Cryptocurrency holders worldwide are in panic as Bitcoin, the world's largest cryptocurrency, tanked by close to 40 per cent from its record high levels to US $31,000 on Wednesday, a level last seen in February this year. A week ago, it was trading above $55,000. The other two popular cryptocurrencies -- dogecoin and ethereum have also fallen by 45 per cent and 40 per cent, respectively. Experts blame Tesla CEO Elon Musk's tweets and China's recent action on the crypto front for the great fall.
"The combined impact of global sell off, Elon Musk's crypto reassesment and China's action is behind the Bitcoin price drop," says Shivam Thakral, CEO, BuyUcoin. However, he asks to treat China's event as an isolated event. "Any knee-jerk reaction to China's action should be avoided. Dow Jones and major indices are down too," Thakral adds.
On Tuesday, China banned financial institutions including banks and payment companies from providing services related to cryptocurrency transactions, and warned investors against speculative crypto trading.
One Twitter account every crypto holder follows is Tesla CEO's. A tweet by Musk saying Tesla will no longer accept Bitcoins started the sell-off in crypto market. He clarified in another tweet that he remains a strong believer in crypto, but it doesn't seem to impress Bitcoin holders and it has been falling in price since then.
Though the fall looks dramatic, it is normal in many volatile markets, including crypto, especially after such a large rally, according to industry experts.
"Such corrections are mainly due to short-term traders taking profits. Long-term value investors might call these lower prices a buying opportunity, as MicroStrategy just did. Technical analysts would call this a test of the support level around $40,000," says Avinash Shekhar, Co-CEO of ZebPay.

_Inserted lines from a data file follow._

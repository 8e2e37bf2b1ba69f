use std::fmt;
use std::str::FromStr;

use serde::{Deserialize, Serialize};

use crate::error::TypeError;

/// Unique identifier for an event record (UUID v7 for time-ordering).
#[derive(Clone, Copy, PartialEq, Eq, Hash, PartialOrd, Ord, Serialize, Deserialize)]
#[serde(transparent)]
pub struct EventId(uuid::Uuid);

impl EventId {
    /// Generate a new time-ordered event ID.
    pub fn new() -> Self {
        Self(uuid::Uuid::now_v7())
    }

    /// Create from an existing UUID.
    pub fn from_uuid(uuid: uuid::Uuid) -> Self {
        Self(uuid)
    }

    /// The underlying UUID.
    pub fn as_uuid(&self) -> &uuid::Uuid {
        &self.0
    }

    /// Short representation (first 8 characters of UUID).
    pub fn short_id(&self) -> String {
        self.0.to_string()[..8].to_string()
    }
}

impl Default for EventId {
    fn default() -> Self {
        Self::new()
    }
}

impl FromStr for EventId {
    type Err = TypeError;

    fn from_str(s: &str) -> Result<Self, Self::Err> {
        uuid::Uuid::parse_str(s.trim())
            .map(Self)
            .map_err(|e| TypeError::InvalidEventId(e.to_string()))
    }
}

impl fmt::Debug for EventId {
    fn fmt(&self, f: &mut fmt::Formatter<'_>) -> fmt::Result {
        write!(f, "EventId({})", self.short_id())
    }
}

impl fmt::Display for EventId {
    fn fmt(&self, f: &mut fmt::Formatter<'_>) -> fmt::Result {
        write!(f, "{}", self.0)
    }
}

/// The kind of custody event being recorded.
///
/// A well-formed chain of custody starts with [`EventType::Manufacture`].
#[derive(Clone, Copy, Debug, PartialEq, Eq, Hash, Serialize, Deserialize)]
#[serde(rename_all = "lowercase")]
pub enum EventType {
    Manufacture,
    Distribution,
    Receipt,
    Verification,
}

impl EventType {
    /// Every accepted event type, in the order a product normally moves
    /// through them.
    pub const ALL: [EventType; 4] = [
        Self::Manufacture,
        Self::Distribution,
        Self::Receipt,
        Self::Verification,
    ];

    /// Wire name of the event type. This string is part of the fingerprint.
    pub fn as_str(&self) -> &'static str {
        match self {
            Self::Manufacture => "manufacture",
            Self::Distribution => "distribution",
            Self::Receipt => "receipt",
            Self::Verification => "verification",
        }
    }

    /// Returns `true` if this event type starts a chain of custody.
    pub fn is_initiating(&self) -> bool {
        matches!(self, Self::Manufacture)
    }
}

impl FromStr for EventType {
    type Err = TypeError;

    fn from_str(s: &str) -> Result<Self, Self::Err> {
        Self::ALL
            .into_iter()
            .find(|t| t.as_str() == s)
            .ok_or_else(|| TypeError::UnknownEventType(s.to_string()))
    }
}

impl fmt::Display for EventType {
    fn fmt(&self, f: &mut fmt::Formatter<'_>) -> fmt::Result {
        f.write_str(self.as_str())
    }
}

/// Anchoring lifecycle of an event record.
///
/// `Pending` is the only non-terminal state. Records move to `Confirmed`
/// once the ledger accepts the fingerprint, or to `Failed` if the single
/// anchoring attempt errors. Neither terminal state can be left.
#[derive(Clone, Copy, Debug, Default, PartialEq, Eq, Hash, Serialize, Deserialize)]
#[serde(rename_all = "lowercase")]
pub enum AnchorState {
    #[default]
    Pending,
    Confirmed,
    Failed,
}

impl AnchorState {
    pub fn as_str(&self) -> &'static str {
        match self {
            Self::Pending => "pending",
            Self::Confirmed => "confirmed",
            Self::Failed => "failed",
        }
    }

    /// Returns `true` for `Confirmed` and `Failed`.
    pub fn is_terminal(&self) -> bool {
        !matches!(self, Self::Pending)
    }

    /// Whether the lifecycle allows moving from `self` to `next`.
    pub fn can_transition_to(&self, next: AnchorState) -> bool {
        matches!(
            (self, next),
            (Self::Pending, Self::Confirmed) | (Self::Pending, Self::Failed)
        )
    }
}

impl FromStr for AnchorState {
    type Err = TypeError;

    fn from_str(s: &str) -> Result<Self, Self::Err> {
        match s {
            "pending" => Ok(Self::Pending),
            "confirmed" => Ok(Self::Confirmed),
            "failed" => Ok(Self::Failed),
            other => Err(TypeError::UnknownAnchorState(other.to_string())),
        }
    }
}

impl fmt::Display for AnchorState {
    fn fmt(&self, f: &mut fmt::Formatter<'_>) -> fmt::Result {
        f.write_str(self.as_str())
    }
}

#[cfg(test)]
mod tests {
    use super::*;

    #[test]
    fn event_ids_are_unique() {
        assert_ne!(EventId::new(), EventId::new());
    }

    #[test]
    fn event_id_parses_its_display_form() {
        let id = EventId::new();
        let parsed: EventId = id.to_string().parse().unwrap();
        assert_eq!(parsed, id);
        assert!("not-a-uuid".parse::<EventId>().is_err());
    }

    #[test]
    fn event_type_wire_names() {
        for t in EventType::ALL {
            assert_eq!(t.as_str().parse::<EventType>().unwrap(), t);
        }
        assert_eq!(
            "shipping".parse::<EventType>(),
            Err(TypeError::UnknownEventType("shipping".into()))
        );
        // Parsing is exact; callers normalise case before validation.
        assert!("Manufacture".parse::<EventType>().is_err());
    }

    #[test]
    fn event_type_serde_uses_lowercase() {
        let json = serde_json::to_string(&EventType::Distribution).unwrap();
        assert_eq!(json, "\"distribution\"");
    }

    #[test]
    fn only_manufacture_initiates() {
        assert!(EventType::Manufacture.is_initiating());
        assert!(!EventType::Receipt.is_initiating());
    }

    #[test]
    fn state_transitions() {
        use AnchorState::*;
        assert!(Pending.can_transition_to(Confirmed));
        assert!(Pending.can_transition_to(Failed));
        assert!(!Pending.can_transition_to(Pending));
        for terminal in [Confirmed, Failed] {
            assert!(terminal.is_terminal());
            for next in [Pending, Confirmed, Failed] {
                assert!(!terminal.can_transition_to(next));
            }
        }
    }

    #[test]
    fn default_state_is_pending() {
        assert_eq!(AnchorState::default(), AnchorState::Pending);
    }
}
use std::fmt;

use chrono::{DateTime, Utc};
use serde::{Deserialize, Serialize};

use crate::event::{AnchorState, EventId, EventType};
use crate::fingerprint::Fingerprint;

/// Opaque reference returned by the content store.
///
/// The address deterministically maps back to the stored bytes; callers
/// never interpret it.
#[derive(Clone, PartialEq, Eq, Hash, PartialOrd, Ord, Serialize, Deserialize)]
#[serde(transparent)]
pub struct ContentAddress(String);

impl ContentAddress {
    pub fn new(address: impl Into<String>) -> Self {
        Self(address.into())
    }

    pub fn as_str(&self) -> &str {
        &self.0
    }

    pub fn is_empty(&self) -> bool {
        self.0.is_empty()
    }
}

impl fmt::Debug for ContentAddress {
    fn fmt(&self, f: &mut fmt::Formatter<'_>) -> fmt::Result {
        write!(f, "ContentAddress({})", self.0)
    }
}

impl fmt::Display for ContentAddress {
    fn fmt(&self, f: &mut fmt::Formatter<'_>) -> fmt::Result {
        f.write_str(&self.0)
    }
}

/// Where an anchored fingerprint can be found on the ledger.
///
/// `logical_ref` is the key the anchor is recoverable under; in direct
/// transaction mode it is the same string as `native_tx_ref`.
#[derive(Clone, Debug, PartialEq, Eq, Hash, Serialize, Deserialize)]
#[serde(rename_all = "camelCase")]
pub struct AnchorRef {
    pub logical_ref: String,
    pub native_tx_ref: String,
}

impl AnchorRef {
    pub fn new(logical_ref: impl Into<String>, native_tx_ref: impl Into<String>) -> Self {
        Self {
            logical_ref: logical_ref.into(),
            native_tx_ref: native_tx_ref.into(),
        }
    }

    /// Both references are present.
    pub fn is_complete(&self) -> bool {
        !self.logical_ref.is_empty() && !self.native_tx_ref.is_empty()
    }
}

/// Caller-supplied intake request.
///
/// `event_type` is kept as a raw string so validation can report an
/// out-of-enumeration value alongside every other violated field.
#[derive(Clone, Debug, Default, PartialEq, Eq, Serialize, Deserialize)]
#[serde(rename_all = "camelCase")]
pub struct RegisterRequest {
    pub event_type: String,
    pub product_id: String,
    pub payload: String,
    pub actor: String,
}

impl RegisterRequest {
    pub fn new(
        event_type: impl Into<String>,
        product_id: impl Into<String>,
        payload: impl Into<String>,
        actor: impl Into<String>,
    ) -> Self {
        Self {
            event_type: event_type.into(),
            product_id: product_id.into(),
            payload: payload.into(),
            actor: actor.into(),
        }
    }
}

/// The five fields bound by an event fingerprint.
#[derive(Clone, Copy, Debug)]
pub struct FingerprintInput<'a> {
    pub id: &'a EventId,
    pub event_type: EventType,
    pub product_id: &'a str,
    pub event_time: &'a DateTime<Utc>,
    pub payload: &'a str,
}

/// A chain-of-custody event as persisted in the metadata store.
///
/// Everything except `anchor`, `state` and `updated_at` is fixed at
/// creation. `anchor` is `Some` exactly when `state` is `Confirmed`.
#[derive(Clone, Debug, PartialEq, Eq, Serialize, Deserialize)]
#[serde(rename_all = "camelCase")]
pub struct EventRecord {
    pub id: EventId,
    pub event_type: EventType,
    pub product_id: String,
    pub event_time: DateTime<Utc>,
    pub payload: String,
    pub fingerprint: Fingerprint,
    #[serde(default)]
    pub anchor: Option<AnchorRef>,
    pub content_address: ContentAddress,
    pub actor: String,
    pub state: AnchorState,
    pub created_at: DateTime<Utc>,
    pub updated_at: DateTime<Utc>,
}

impl EventRecord {
    /// Borrow the fingerprinted fields in their stored form.
    pub fn fingerprint_input(&self) -> FingerprintInput<'_> {
        FingerprintInput {
            id: &self.id,
            event_type: self.event_type,
            product_id: &self.product_id,
            event_time: &self.event_time,
            payload: &self.payload,
        }
    }

    /// Logical ledger reference, empty until anchoring succeeds.
    pub fn anchor_ref(&self) -> &str {
        self.anchor.as_ref().map_or("", |a| a.logical_ref.as_str())
    }

    /// Native ledger transaction id, empty until anchoring succeeds.
    pub fn native_tx_ref(&self) -> &str {
        self.anchor.as_ref().map_or("", |a| a.native_tx_ref.as_str())
    }

    pub fn is_anchored(&self) -> bool {
        !self.anchor_ref().is_empty()
    }

    /// Checks the anchor/state pairing: references are present if and
    /// only if the record is confirmed.
    pub fn is_consistent(&self) -> bool {
        let anchored = self.anchor.as_ref().is_some_and(AnchorRef::is_complete);
        anchored == (self.state == AnchorState::Confirmed)
    }
}
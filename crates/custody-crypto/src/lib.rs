//! Cryptographic primitives for the custody ledger.
//!
//! Provides the SHA-256 event fingerprint, domain-separated BLAKE3 hashing
//! for content addresses and ledger references, and Ed25519 signing of
//! ledger transactions.
//!
//! All crypto operations wrap established libraries; there is no custom cryptography.

pub mod fingerprint;
pub mod hasher;
pub mod signer;

pub use fingerprint::{compute_fingerprint, format_event_time, verify_fingerprint};
pub use hasher::ContentHasher;
pub use signer::{Signature, SignatureError, SigningKey, VerifyingKey};
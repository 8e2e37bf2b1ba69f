/// Domain-separated BLAKE3 hasher.
///
/// Each hasher carries a domain tag (e.g., `"custody-content-v1"`) that is
/// prepended to every hash computation, so a payload and a ledger reference
/// built from identical bytes never collide.
pub struct ContentHasher {
    domain: &'static str,
}

impl ContentHasher {
    /// Hasher for content-store payloads.
    pub const CONTENT: Self = Self {
        domain: "custody-content-v1",
    };
    /// Hasher for contract-mediated logical anchor references.
    pub const ANCHOR_REF: Self = Self {
        domain: "custody-anchor-ref-v1",
    };
    /// Hasher for signed ledger transactions.
    pub const TRANSACTION: Self = Self {
        domain: "custody-tx-v1",
    };
    /// Hasher for deriving account addresses from public keys.
    pub const ADDRESS: Self = Self {
        domain: "custody-address-v1",
    };

    /// Create a hasher with a custom domain tag.
    pub const fn new(domain: &'static str) -> Self {
        Self { domain }
    }

    /// Hash raw bytes with domain separation.
    pub fn hash(&self, data: &[u8]) -> [u8; 32] {
        self.hash_parts(&[data])
    }

    /// Hash several byte strings as one concatenated message.
    pub fn hash_parts(&self, parts: &[&[u8]]) -> [u8; 32] {
        let mut hasher = blake3::Hasher::new();
        hasher.update(self.domain.as_bytes());
        hasher.update(b":");
        for part in parts {
            hasher.update(part);
        }
        *hasher.finalize().as_bytes()
    }

    /// Hex form of [`Self::hash`].
    pub fn hash_hex(&self, data: &[u8]) -> String {
        hex::encode(self.hash(data))
    }

    /// Verify that data produces the expected hash.
    pub fn verify(&self, data: &[u8], expected: &[u8; 32]) -> bool {
        self.hash(data) == *expected
    }

    /// Raw BLAKE3 hash without domain separation (for low-level use).
    pub fn raw_hash(data: &[u8]) -> [u8; 32] {
        *blake3::hash(data).as_bytes()
    }

    /// The domain tag used by this hasher.
    pub fn domain(&self) -> &str {
        self.domain
    }
}

#[cfg(test)]
mod tests {
    use super::*;

    #[test]
    fn hash_is_deterministic() {
        let data = b"hello world";
        assert_eq!(ContentHasher::CONTENT.hash(data), ContentHasher::CONTENT.hash(data));
    }

    #[test]
    fn different_domains_produce_different_hashes() {
        let data = b"same content";
        let content = ContentHasher::CONTENT.hash(data);
        let anchor = ContentHasher::ANCHOR_REF.hash(data);
        let tx = ContentHasher::TRANSACTION.hash(data);
        assert_ne!(content, anchor);
        assert_ne!(content, tx);
        assert_ne!(anchor, tx);
    }

    #[test]
    fn parts_hash_like_concatenation() {
        let joined = ContentHasher::ANCHOR_REF.hash(b"abcdef");
        let parts = ContentHasher::ANCHOR_REF.hash_parts(&[b"abc", b"def"]);
        assert_eq!(joined, parts);
    }

    #[test]
    fn verify_detects_tampering() {
        let id = ContentHasher::CONTENT.hash(b"original");
        assert!(ContentHasher::CONTENT.verify(b"original", &id));
        assert!(!ContentHasher::CONTENT.verify(b"tampered", &id));
    }

    #[test]
    fn hex_is_64_chars() {
        assert_eq!(ContentHasher::CONTENT.hash_hex(b"").len(), 64);
    }

    #[test]
    fn raw_hash_no_domain() {
        let raw = ContentHasher::raw_hash(b"test");
        assert_ne!(raw, ContentHasher::CONTENT.hash(b"test"));
    }
}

The cryptocurrency market was on fire with the price of Bitcoin soaring 10 times from around $6,000 in April last year to over $60,000 in April this year.
The dip provides investors a buying opportunity, says Thakral. However investors should educate themselves before buying into it just like they would do before buying a stock.
Some industry experts recommend building a long term portfolio by investing in crypto currencies in a disciplined manner via SIP, like in mutual funds.
"Use strategies like rupee cost averaging and SIPs to more confidently manoeuvre through volatility and take a long-term view," advises Shekhar.